Until 1734 Glamorgan was controlled by an alliance of three Tory peers, the Duke of Beaufort, Lord Windsor, and Lord Mansel. The Mansels represented it uninterruptedly from 1670 to 1712, when, in the absence of a Mansel candidate the alliance secured the unopposed election of a local Tory squire, Robert Jones, and on his death of another, Sir Charles Kemys. On the death of Kemys, Bussy Mansel, the then Lord Mansel’s uncle, was defeated by a Whig candidate, William Talbot, son of the lord chancellor, whose wife had inherited an estate in the county.
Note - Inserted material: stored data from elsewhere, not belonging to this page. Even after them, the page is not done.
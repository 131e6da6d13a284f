//! Configuration Types
//!
//! 定义所有配置结构体

use serde::Deserialize;

/// 应用主配置
#[derive(Debug, Clone, Default, Deserialize)]
pub struct AppConfig {
    /// 站点配置
    #[serde(default)]
    pub site: SiteConfig,

    /// 日志配置
    #[serde(default)]
    pub log: LogConfig,
}

/// 站点配置
#[derive(Debug, Clone, Deserialize)]
pub struct SiteConfig {
    /// 阅读页 Base URL，章节 URL 片段拼接在 `<base_url><index_name>` 之后
    #[serde(default = "default_base_url")]
    pub base_url: String,

    /// 图片服务器主机名，为空表示未配置
    #[serde(default)]
    pub image_host: String,
}

pub(crate) fn default_base_url() -> String {
    "https://mangasee123.com/read-online/".to_string()
}

impl Default for SiteConfig {
    fn default() -> Self {
        Self {
            base_url: default_base_url(),
            image_host: String::new(),
        }
    }
}

impl SiteConfig {
    /// 图片服务器主机名（未配置时为 None）
    pub fn image_host(&self) -> Option<&str> {
        if self.image_host.is_empty() {
            None
        } else {
            Some(&self.image_host)
        }
    }
}

/// 日志配置
#[derive(Debug, Clone, Deserialize)]
pub struct LogConfig {
    /// 日志级别
    #[serde(default = "default_log_level")]
    pub level: String,

    /// 是否启用 JSON 格式
    #[serde(default)]
    pub json: bool,
}

pub(crate) fn default_log_level() -> String {
    "info".to_string()
}

impl Default for LogConfig {
    fn default() -> Self {
        Self {
            level: default_log_level(),
            json: false,
        }
    }
}
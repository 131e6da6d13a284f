//! 章节阅读页 URL
//!
//! 站点对章节号是否补零不敏感（`-chapter-0018-` 与 `-chapter-18-` 指向同一页），
//! 因此比较两个 URL 时需要解析出语义字段再比较。

use super::codec::{parse_logged, PAGE_EXTENSION};
use super::errors::ChapterCodeError;
use super::value_objects::ChapterCode;

const CHAPTER_MARKER: &str = "-chapter-";
const INDEX_MARKER: &str = "-index-";
const PAGE_MARKER: &str = "-page-";

/// 拼接完整的章节阅读页 URL
///
/// `base_url` 末尾的 `/` 会被规整为恰好一个
pub fn read_online_url(base_url: &str, index_name: &str, code: &ChapterCode) -> String {
    format!(
        "{}/{}{}",
        base_url.trim_end_matches('/'),
        index_name,
        code.url_fragment()
    )
}

/// 由原始章节代码拼接完整的章节阅读页 URL
pub fn chapter_read_online_url(
    base_url: &str,
    index_name: &str,
    code: &str,
) -> Result<String, ChapterCodeError> {
    let parsed = parse_logged(code)?;
    let url = read_online_url(base_url, index_name, &parsed);
    tracing::debug!(code, index_name, url = %url, "Built read-online URL");
    Ok(url)
}

/// 从阅读页 URL 中解析出的章节信息
///
/// 数字字段保存为去掉前导零的数字串，任意长度都不会溢出
#[derive(Debug, Clone, PartialEq, Eq)]
pub struct ChapterUrl {
    /// 章节整数部分
    chapter: String,
    /// 小数位
    decimal: Option<u8>,
    /// 季号（`-index-N`）
    index: Option<String>,
    /// 页码
    page: String,
}

fn all_digits(s: &str) -> bool {
    !s.is_empty() && s.bytes().all(|b| b.is_ascii_digit())
}

/// "0018" -> "18"，"0000" -> "0"
fn strip_zeros(digits: &str) -> String {
    match digits.trim_start_matches('0') {
        "" => "0".to_string(),
        rest => rest.to_string(),
    }
}

impl ChapterUrl {
    /// 解析以 `-chapter-<N>[.<D>][-index-<S>]-page-<P>.html` 结尾的 URL
    pub fn parse(url: &str) -> Result<Self, ChapterCodeError> {
        let invalid = |reason| ChapterCodeError::invalid_url(url, reason);

        let stem = url
            .strip_suffix(PAGE_EXTENSION)
            .ok_or_else(|| invalid("缺少 .html 后缀"))?;

        let (head, page) = stem
            .rsplit_once(PAGE_MARKER)
            .ok_or_else(|| invalid("缺少页码标记"))?;
        if !all_digits(page) {
            return Err(invalid("页码不是数字"));
        }

        let (_, rest) = head
            .rsplit_once(CHAPTER_MARKER)
            .ok_or_else(|| invalid("缺少章节标记"))?;

        let (number, index) = match rest.split_once(INDEX_MARKER) {
            Some((number, index)) => {
                if !all_digits(index) {
                    return Err(invalid("季号不是数字"));
                }
                (number, Some(index))
            }
            None => (rest, None),
        };

        let (chapter, decimal) = match number.split_once('.') {
            Some((chapter, decimal)) => {
                if decimal.len() != 1 || !all_digits(decimal) {
                    return Err(invalid("小数部分必须是一位数字"));
                }
                (chapter, Some(decimal))
            }
            None => (number, None),
        };
        if !all_digits(chapter) {
            return Err(invalid("章节号不是数字"));
        }

        Ok(Self {
            chapter: strip_zeros(chapter),
            decimal: decimal.map(|d| d.as_bytes()[0] - b'0'),
            index: index.map(strip_zeros),
            page: strip_zeros(page),
        })
    }

    pub fn chapter(&self) -> &str {
        &self.chapter
    }

    pub fn decimal(&self) -> Option<u8> {
        self.decimal
    }

    pub fn index(&self) -> Option<&str> {
        self.index.as_deref()
    }

    pub fn page(&self) -> &str {
        &self.page
    }

    /// 缺省季号为 1
    fn effective_index(&self) -> &str {
        self.index.as_deref().unwrap_or("1")
    }

    /// 缺省小数位为 0
    fn effective_decimal(&self) -> u8 {
        self.decimal.unwrap_or(0)
    }

    /// 同一章节（忽略页码与补零）
    pub fn same_chapter(&self, other: &Self) -> bool {
        self.chapter == other.chapter
            && self.effective_decimal() == other.effective_decimal()
            && self.effective_index() == other.effective_index()
    }

    /// 还原为章节代码
    pub fn to_code(&self) -> Result<ChapterCode, ChapterCodeError> {
        let rendered = format!("chapter {} index {:?}", self.chapter, self.index);
        if self.chapter.len() > 4 {
            return Err(ChapterCodeError::invalid_url(rendered, "章节号超过 4 位"));
        }
        let season = self.effective_index();
        if season.len() > 1 {
            return Err(ChapterCodeError::invalid_url(rendered, "季号超过 1 位"));
        }
        ChapterCode::parse(&format!(
            "{}{:0>4}{}",
            season,
            self.chapter,
            self.effective_decimal()
        ))
    }
}

/// 比较两个阅读页 URL 是否指向同一章节
///
/// 任一方无法解析时视为不相等
pub fn chapters_are_equal(one: &str, two: &str) -> bool {
    match (ChapterUrl::parse(one), ChapterUrl::parse(two)) {
        (Ok(a), Ok(b)) => a.same_chapter(&b),
        _ => false,
    }
}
On Talbot’s accession to his father’s peerage Mansel was returned, holding the seat unopposed till his own accession to the peerage in 1745. At the ensuing by-election Admiral Mathews, of an old Glamorganshire family, stood on the Whig interest, narrowly defeating the candidate of the three Tory families, Sir Charles Kemys Tynte, who had inherited the estates of Sir Charles Kemys. In 1747 the seat was recovered for the Tories by Charles Edwin without opposition.